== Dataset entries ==
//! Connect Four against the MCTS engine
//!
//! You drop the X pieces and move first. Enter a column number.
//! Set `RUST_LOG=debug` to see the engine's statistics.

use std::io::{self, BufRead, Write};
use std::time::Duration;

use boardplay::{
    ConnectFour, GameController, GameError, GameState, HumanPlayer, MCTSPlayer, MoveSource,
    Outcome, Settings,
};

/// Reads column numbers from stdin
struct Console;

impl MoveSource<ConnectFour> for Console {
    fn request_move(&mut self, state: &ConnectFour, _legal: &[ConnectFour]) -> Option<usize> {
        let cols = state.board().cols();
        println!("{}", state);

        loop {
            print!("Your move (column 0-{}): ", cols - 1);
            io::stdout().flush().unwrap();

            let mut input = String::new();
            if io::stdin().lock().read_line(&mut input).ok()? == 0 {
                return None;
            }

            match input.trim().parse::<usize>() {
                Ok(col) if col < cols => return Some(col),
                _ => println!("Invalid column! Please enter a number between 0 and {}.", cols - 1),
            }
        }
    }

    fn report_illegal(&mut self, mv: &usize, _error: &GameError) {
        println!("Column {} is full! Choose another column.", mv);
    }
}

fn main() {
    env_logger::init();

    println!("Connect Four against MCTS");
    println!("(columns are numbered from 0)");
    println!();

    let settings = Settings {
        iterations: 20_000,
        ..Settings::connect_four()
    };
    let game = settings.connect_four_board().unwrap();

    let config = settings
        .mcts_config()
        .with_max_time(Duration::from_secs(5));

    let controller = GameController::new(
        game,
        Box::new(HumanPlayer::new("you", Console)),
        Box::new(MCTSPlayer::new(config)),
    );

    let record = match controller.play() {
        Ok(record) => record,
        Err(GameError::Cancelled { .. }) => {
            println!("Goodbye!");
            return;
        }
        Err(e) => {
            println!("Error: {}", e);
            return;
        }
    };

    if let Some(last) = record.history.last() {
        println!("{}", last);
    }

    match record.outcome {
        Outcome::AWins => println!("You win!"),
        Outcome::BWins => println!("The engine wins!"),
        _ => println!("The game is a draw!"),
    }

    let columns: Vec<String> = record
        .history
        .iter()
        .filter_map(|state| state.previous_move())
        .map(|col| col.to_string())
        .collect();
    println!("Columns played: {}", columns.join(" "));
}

--

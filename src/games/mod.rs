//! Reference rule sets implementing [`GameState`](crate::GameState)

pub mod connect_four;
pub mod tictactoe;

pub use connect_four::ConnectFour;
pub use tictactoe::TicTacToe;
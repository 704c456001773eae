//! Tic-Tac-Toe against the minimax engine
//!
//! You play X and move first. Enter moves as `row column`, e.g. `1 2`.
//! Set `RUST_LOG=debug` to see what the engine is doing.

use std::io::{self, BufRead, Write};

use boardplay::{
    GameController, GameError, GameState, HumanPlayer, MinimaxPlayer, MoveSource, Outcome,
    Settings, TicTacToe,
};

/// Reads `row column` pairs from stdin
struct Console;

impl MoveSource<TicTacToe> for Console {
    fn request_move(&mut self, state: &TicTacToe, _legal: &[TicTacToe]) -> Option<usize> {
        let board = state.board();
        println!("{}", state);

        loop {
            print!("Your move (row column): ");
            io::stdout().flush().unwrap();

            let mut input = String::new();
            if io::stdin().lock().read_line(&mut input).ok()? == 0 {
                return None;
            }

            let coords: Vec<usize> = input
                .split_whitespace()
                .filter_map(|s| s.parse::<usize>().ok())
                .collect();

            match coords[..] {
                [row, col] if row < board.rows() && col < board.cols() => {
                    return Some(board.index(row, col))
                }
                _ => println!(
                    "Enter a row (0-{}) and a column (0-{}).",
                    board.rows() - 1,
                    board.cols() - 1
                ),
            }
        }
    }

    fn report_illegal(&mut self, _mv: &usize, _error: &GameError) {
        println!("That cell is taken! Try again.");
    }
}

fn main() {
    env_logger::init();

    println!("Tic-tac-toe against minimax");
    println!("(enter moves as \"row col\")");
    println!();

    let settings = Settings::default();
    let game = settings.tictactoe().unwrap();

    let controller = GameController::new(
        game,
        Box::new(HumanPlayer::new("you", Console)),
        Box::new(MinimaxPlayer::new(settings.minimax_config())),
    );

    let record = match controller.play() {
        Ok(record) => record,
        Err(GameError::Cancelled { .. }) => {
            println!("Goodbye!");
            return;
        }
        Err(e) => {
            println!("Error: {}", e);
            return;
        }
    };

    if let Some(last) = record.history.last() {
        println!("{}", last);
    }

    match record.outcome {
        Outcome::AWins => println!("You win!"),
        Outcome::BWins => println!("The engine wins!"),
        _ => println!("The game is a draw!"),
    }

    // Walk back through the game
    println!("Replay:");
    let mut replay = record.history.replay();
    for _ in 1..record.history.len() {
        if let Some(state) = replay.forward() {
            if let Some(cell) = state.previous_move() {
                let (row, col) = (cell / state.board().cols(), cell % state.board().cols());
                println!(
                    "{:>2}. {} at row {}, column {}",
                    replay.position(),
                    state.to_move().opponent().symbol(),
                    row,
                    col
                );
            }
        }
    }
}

== Work item ==
Give the count of lines above that include the word "GameController", stating no other information.

== Solution to this exercise ==
4